**What you need to do**
If a line in the records below contains the word "DeviceDirectory", return that line.

※ ※ ※

//! Device directory: callsign → device record, channel id → channel.
//!
//! The directory is an external collaborator. The session consumes it
//! through the [`DeviceDirectory`] trait; two backends are provided, an
//! in-memory map (tests and JSON seed files) and PostgreSQL.

pub mod memory;
pub mod models;
pub mod postgres;

use std::fmt;

use async_trait::async_trait;
use chrono::{DateTime, Utc};

use crate::domain::{Channel, DeviceRecord};
use crate::error::DirectoryError;

pub use memory::MemoryDirectory;
pub use postgres::PostgresDirectory;

/// Lookup contract the session layer needs from the device directory.
#[async_trait]
pub trait DeviceDirectory: Send + Sync + fmt::Debug {
    /// Returns the device registered under `callsign`, if any.
    ///
    /// # Errors
    ///
    /// Returns [`DirectoryError`] if the backend cannot be queried.
    async fn lookup(&self, callsign: &str) -> Result<Option<DeviceRecord>, DirectoryError>;

    /// Returns the channel with the given id, if any.
    ///
    /// # Errors
    ///
    /// Returns [`DirectoryError`] if the backend cannot be queried.
    async fn channel(&self, channel_id: &str) -> Result<Option<Channel>, DirectoryError>;

    /// Records a handshake: when it happened and which firmware the device
    /// reported.
    ///
    /// # Errors
    ///
    /// Returns [`DirectoryError`] if the backend cannot be updated.
    async fn record_checkin(
        &self,
        callsign: &str,
        firmware: Option<&str>,
        at: DateTime<Utc>,
    ) -> Result<(), DirectoryError>;

    /// Records a button press.
    ///
    /// # Errors
    ///
    /// Returns [`DirectoryError`] if the backend cannot be updated.
    async fn record_interaction(
        &self,
        callsign: &str,
        at: DateTime<Utc>,
    ) -> Result<(), DirectoryError>;
}
//! Reconnecting device client.
//!
//! ```text
//! DISCONNECTED ──dial──▶ CONNECTING ──WELCOME──▶ CONNECTED
//!      ▲                     │                      │
//!      └──── retry delay ────┴──── failure/close ───┘
//! ```
//!
//! Everything runs on one task: commands, link frames, the retry timer
//! and the panel's deadlines are multiplexed in a single `select!`. An
//! `ERROR` from the server or an explicit stop ends the loop; every other
//! failure schedules another attempt after the fixed retry delay.

use std::future::{Future, pending};
use std::time::Duration;

use futures_util::future::BoxFuture;
use tokio::sync::mpsc;
use tokio::time::{Instant, sleep_until};

use super::panel::{Indicator, Panel};
use super::transport::{Dialer, Link};
use super::{ClientCommand, ClientConfig, ClientError, ClientHandle};
use crate::protocol::{DeviceFrame, ServerFrame};

/// Why [`Client::run`] returned.
#[derive(Debug, Clone, PartialEq, Eq)]
pub enum ClientExit {
    /// Stopped through the handle, or every handle was dropped.
    Stopped,
    /// The server answered with `ERROR`.
    Rejected(String),
}

/// Reconnecting protocol client driving a [`Panel`].
#[derive(Debug)]
pub struct Client<D, I> {
    dialer: D,
    config: ClientConfig,
    panel: Panel<I>,
    commands: mpsc::UnboundedReceiver<ClientCommand>,
}

impl<D: Dialer, I: Indicator> Client<D, I> {
    /// Creates a client and its control handle.
    pub fn new(dialer: D, config: ClientConfig, indicator: I) -> (Self, ClientHandle) {
        let (tx, commands) = mpsc::unbounded_channel();
        let panel = Panel::new(indicator, config.muted);
        let client = Self {
            dialer,
            config,
            panel,
            commands,
        };
        (client, ClientHandle { tx })
    }

    /// Connects and keeps the device connected until stopped or rejected.
    pub async fn run(self) -> ClientExit {
        let Self {
            dialer,
            config,
            mut panel,
            mut commands,
        } = self;
        let hello = DeviceFrame::Hello {
            callsign: config.callsign.clone(),
            firmware: config.firmware.clone(),
        }
        .to_string();
        let button = DeviceFrame::Button.to_string();

        let mut connecting: Option<BoxFuture<'_, Result<(D::Link, String), ClientError>>> =
            Some(Box::pin(establish(&dialer, &hello, config.welcome_timeout)));
        let mut link: Option<D::Link> = None;
        let mut retry_at: Option<Instant> = None;

        loop {
            let deadline = panel.next_deadline();
            tokio::select! {
                cmd = commands.recv() => match cmd {
                    Some(ClientCommand::Press) => {
                        panel.press();
                        if let Some(active) = link.as_mut()
                            && let Err(err) = active.send_line(&button).await
                        {
                            tracing::info!(error = %err, "connection lost");
                            link = None;
                            panel.set_connected(false);
                            retry_at = Some(Instant::now() + config.retry_delay);
                        }
                    }
                    Some(ClientCommand::Mute(muted)) => panel.set_muted(muted),
                    Some(ClientCommand::Stop) | None => {
                        tracing::info!(callsign = %config.callsign, "stopping by request");
                        drop(connecting.take());
                        if let Some(mut active) = link.take() {
                            active.close().await;
                        }
                        panel.press();
                        panel.set_connected(false);
                        return ClientExit::Stopped;
                    }
                },
                result = poll_slot(&mut connecting) => {
                    connecting = None;
                    match result {
                        Ok((active, session_id)) => {
                            tracing::info!(callsign = %config.callsign, %session_id, "connected");
                            link = Some(active);
                            panel.set_connected(true);
                        }
                        Err(ClientError::Rejected(reason)) => {
                            tracing::error!(callsign = %config.callsign, %reason, "rejected by server");
                            panel.set_connected(false);
                            return ClientExit::Rejected(reason);
                        }
                        Err(err) => {
                            tracing::warn!(error = %err, retry_in = ?config.retry_delay, "failed to connect");
                            panel.set_connected(false);
                            retry_at = Some(Instant::now() + config.retry_delay);
                        }
                    }
                }
                line = next_line(&mut link) => match line {
                    Some(Ok(text)) => match ServerFrame::decode(&text) {
                        Ok(ServerFrame::Error(reason)) => {
                            tracing::error!(callsign = %config.callsign, %reason, "rejected by server");
                            if let Some(mut active) = link.take() {
                                active.close().await;
                            }
                            panel.press();
                            panel.set_connected(false);
                            return ClientExit::Rejected(reason);
                        }
                        Ok(ServerFrame::Ota(version)) => {
                            tracing::info!(%version, "server requested firmware update");
                        }
                        Ok(ServerFrame::Welcome(session_id)) => {
                            tracing::debug!(%session_id, "repeated WELCOME");
                        }
                        Ok(frame) => {
                            if !panel.apply(&frame, Instant::now()) {
                                tracing::debug!(%frame, "ignoring frame");
                            }
                        }
                        Err(err) => tracing::warn!(error = %err, frame = %text, "undecodable frame"),
                    },
                    Some(Err(err)) => {
                        tracing::info!(error = %err, "connection lost");
                        link = None;
                        panel.set_connected(false);
                        retry_at = Some(Instant::now() + config.retry_delay);
                    }
                    None => {
                        tracing::info!("connection closed");
                        link = None;
                        panel.set_connected(false);
                        retry_at = Some(Instant::now() + config.retry_delay);
                    }
                },
                () = sleep_opt(retry_at) => {
                    retry_at = None;
                    connecting = Some(Box::pin(establish(&dialer, &hello, config.welcome_timeout)));
                }
                () = sleep_opt(deadline) => panel.poll(Instant::now()),
            }
        }
    }
}

/// Dials, sends `HELLO` and waits for `WELCOME`.
async fn establish<D: Dialer>(
    dialer: &D,
    hello: &str,
    welcome_timeout: Duration,
) -> Result<(D::Link, String), ClientError> {
    let mut link = dialer.dial().await?;
    link.send_line(hello).await?;
    match tokio::time::timeout(welcome_timeout, await_welcome(&mut link)).await {
        Ok(Ok(session_id)) => Ok((link, session_id)),
        Ok(Err(err)) => {
            link.close().await;
            Err(err)
        }
        Err(_) => {
            link.close().await;
            Err(ClientError::WelcomeTimeout(welcome_timeout))
        }
    }
}

async fn await_welcome<L: Link>(link: &mut L) -> Result<String, ClientError> {
    loop {
        let Some(line) = link.next_line().await else {
            return Err(ClientError::Closed);
        };
        match ServerFrame::decode(&line?) {
            Ok(ServerFrame::Welcome(session_id)) => return Ok(session_id),
            Ok(ServerFrame::Error(reason)) => return Err(ClientError::Rejected(reason)),
            Ok(ServerFrame::Ota(version)) => return Err(ClientError::FirmwareUpdate(version)),
            Ok(frame) => tracing::debug!(%frame, "ignoring frame before WELCOME"),
            Err(err) => tracing::debug!(error = %err, "ignoring frame before WELCOME"),
        }
    }
}

async fn poll_slot<F: Future + Unpin>(slot: &mut Option<F>) -> F::Output {
    match slot.as_mut() {
        Some(fut) => fut.await,
        None => pending().await,
    }
}

async fn next_line<L: Link>(link: &mut Option<L>) -> Option<Result<String, ClientError>> {
    match link.as_mut() {
        Some(active) => active.next_line().await,
        None => pending().await,
    }
}

async fn sleep_opt(at: Option<Instant>) {
    match at {
        Some(at) => sleep_until(at).await,
        None => pending().await,
    }
}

※ ※ ※

**Answer to this task**
//! through the [`DeviceDirectory`] trait; two backends are provided, an
pub trait DeviceDirectory: Send + Sync + fmt::Debug {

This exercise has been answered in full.